Remark if you use the Genetic Algorithm: Its results vary heavily according to the relation of the totally available combination and the actually performed passes. The worse results you have during the optimization, the smaller is the amount of good results from which next setups are selected.

The Idea

We build a pseudo-EA that does not trade. It has only three important functions. OnTick(), where we check the indicator and determine the market state, OnTester() where we write the final result to our csv-file, and calcOptVal() where we calculate the value OptVal which is returned by OnTester() to the Strategy Tester for the ordering and the Genetic Algorithm. Its OnTester() function which is called at the end of an optimization pass returns a specific value and it adds a new line to a csv-file for an analysis after the whole optimization is finished.

The Pseudo-EA, First Approach

Now we need to determine the criteria for calculating the returned value: OptVal. We choose the range of the flat and trend markets, which is the difference between the highest High and the lowest Low of the actual market, and divide "TrndRange" by "FlatRange" so that the optimizer can maximize this:
double   TrndRangHL,       // sum of the highest High - lowest Low of the trend markets
         TrndNum,          // number of the trend market
         FlatRangHL,       // sum of the highest High - lowest Low of the flat markets
         FlatNum,          // number of the flat market
         RangesRaw,        // Range of the trend market divided by range of flat markets (the bigger the better)
         // ...            see below

double calcOptVal() // first approach!!
      FlatRange    = FlatRangHL / FlatNum;
      TrndRange    = TrndRangHL / TrndNum;
      RangesRaw    = FlatRange>0 ? TrndRange/FlatRange : 0.0; 
double OnTester() 
      OptVal = calcOptVal();
      return( OptVal );

If we run an optimization with the above mentioned settings and OptVal = RangesRaw, the result in the Optimization Graph looks as follows:

Fig. 05 TesterGraph Raw

And if we look at the best values in the Optimizations Results ordered by "OnTester Result" top down, we see:

Fig. 06 Tester Raw Best Values

Ridiculous high relations! If we look at the csv-file, we see that the average length of the flat markets is 1 bar and the amount of switches (number of flat markets + number of trend markets) is also too small for a meaningful usage. (The strange numbers for PRC=1994719249 instead of 0,..,6 should not bother us, as the correct number for the Price of the Adx is written in the csv-file!).

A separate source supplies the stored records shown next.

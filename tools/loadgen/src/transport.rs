//! HTTP transport seam
//!
//! The executor and the swarm talk to the exchange through `Transport` so
//! tests can script responses without a live server.

use async_trait::async_trait;
use reqwest::{Client, Method};
use serde_json::Value;
use std::time::Duration;
use thiserror::Error;

/// One fully-specified HTTP call
#[derive(Debug, Clone, PartialEq)]
pub struct ActionRequest {
    pub method: Method,
    pub url: String,
    pub headers: Vec<(String, String)>,
    pub body: Option<Value>,
    /// Applies to this attempt only
    pub timeout: Duration,
}

impl ActionRequest {
    pub fn new(method: Method, url: impl Into<String>, timeout: Duration) -> Self {
        Self {
            method,
            url: url.into(),
            headers: Vec::new(),
            body: None,
            timeout,
        }
    }

    pub fn header(mut self, name: impl Into<String>, value: impl Into<String>) -> Self {
        self.headers.push((name.into(), value.into()));
        self
    }

    pub fn bearer(self, access_token: &str) -> Self {
        self.header("Authorization", format!("Bearer {}", access_token))
    }

    pub fn json(mut self, body: Value) -> Self {
        self.body = Some(body);
        self
    }
}

/// Status and body of a received response
#[derive(Debug, Clone, PartialEq, Eq)]
pub struct RawResponse {
    pub status: u16,
    pub body: String,
}

/// Failure before a complete response was received
#[derive(Debug, Clone, PartialEq, Eq, Error)]
pub enum TransportError {
    #[error("connection failed: {0}")]
    Connect(String),

    #[error("request timed out")]
    Timeout,

    #[error("request failed: {0}")]
    Request(String),
}

impl TransportError {
    /// Short class name used in `NETWORK_ERROR:<class>` notes
    pub fn kind_name(&self) -> &'static str {
        match self {
            TransportError::Connect(_) => "ConnectionError",
            TransportError::Timeout => "Timeout",
            TransportError::Request(_) => "RequestError",
        }
    }
}

impl From<reqwest::Error> for TransportError {
    fn from(err: reqwest::Error) -> Self {
        if err.is_timeout() {
            TransportError::Timeout
        } else if err.is_connect() {
            TransportError::Connect(err.to_string())
        } else {
            TransportError::Request(err.to_string())
        }
    }
}

/// Sends one request, no retries
#[async_trait]
pub trait Transport: Send + Sync {
    async fn send(&self, request: &ActionRequest) -> Result<RawResponse, TransportError>;
}

/// `Transport` backed by a shared reqwest connection pool
#[derive(Debug, Clone, Default)]
pub struct HttpTransport {
    client: Client,
}

impl HttpTransport {
    pub fn new() -> Self {
        Self {
            client: Client::new(),
        }
    }

    pub fn with_client(client: Client) -> Self {
        Self { client }
    }
}

#[async_trait]
impl Transport for HttpTransport {
    async fn send(&self, request: &ActionRequest) -> Result<RawResponse, TransportError> {
        let mut builder = self
            .client
            .request(request.method.clone(), &request.url)
            .timeout(request.timeout);

        for (name, value) in &request.headers {
            builder = builder.header(name.as_str(), value.as_str());
        }
        if let Some(body) = &request.body {
            builder = builder.json(body);
        }

        let response = builder.send().await?;
        let status = response.status().as_u16();
        let body = response.text().await?;

        Ok(RawResponse { status, body })
    }
}

#[cfg(test)]
mod tests {
    use super::*;
    use serde_json::json;

    #[test]
    fn test_request_builder() {
        let req = ActionRequest::new(Method::POST, "http://h/api", Duration::from_secs(5))
            .bearer("tok")
            .json(json!({"amount": 1}));
        assert_eq!(req.headers, vec![("Authorization".to_string(), "Bearer tok".to_string())]);
        assert_eq!(req.body, Some(json!({"amount": 1})));
        assert_eq!(req.timeout, Duration::from_secs(5));
    }

    #[test]
    fn test_kind_names() {
        assert_eq!(TransportError::Connect("refused".into()).kind_name(), "ConnectionError");
        assert_eq!(TransportError::Timeout.kind_name(), "Timeout");
        assert_eq!(TransportError::Request("bad".into()).kind_name(), "RequestError");
    }

    #[tokio::test]
    async fn test_connection_refused_maps_to_connect() {
        // Port 9 (discard) is not listening on test hosts
        let transport = HttpTransport::new();
        let req = ActionRequest::new(Method::GET, "http://127.0.0.1:9/", Duration::from_secs(2));
        match transport.send(&req).await {
            Err(TransportError::Connect(_)) | Err(TransportError::Timeout) => {}
            other => panic!("expected network failure, got {:?}", other),
        }
    }
}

This unsatisfying result means that we have to add some more criteria to exclude those ridiculous situations.

Pseudo-EA, Improving

At first we simply add a minimum length or a minimum of bars of the markets' flat or trend:

      FlatBarsAvg  = FlatBars/FlatNum; // sum all 'flat-bars'  / number of  flat markets
      TrndBarsAvg  = TrndBars/TrndNum; // sum all 'trend-bars' / number of trend markets
      BrRaw        = fmin(FlatBarsAvg,TrndBarsAvg);

Secondly, we specify a minimum of switches between the flat and trend:

      SwitchesRaw  = TrndNum+FlatNum; // number of trend and flat markets

Now we face the next problem! RangesRaw ranges from 0 to 100,000.0, BrRaw from 0 to 0.5 and SwitchesRaw from 0 to ~8000 (=Bars()) - theoretically if we have a switch on every new bar.

We need to equalize our three criteria! For all of them we use the same needed function: Arc tangens - or in mq4 - atan(..)! Other than e.g. sqrt() or log() we don't have any problem with 0 or negative values. atan() never exceeds a limit so that, for example, with RangesRaw, the difference between atan(100,000) and atan(20) becomes almost 0 and they are weighted almost equally so that the results of the other factors get more influence. Furthermore atan() provides a smooth increase to the limit, while a hard limit like if(x>limit) weights all values greater limit equally and again will find best values close to our limit but it will not be what we are looking for. You will see that later!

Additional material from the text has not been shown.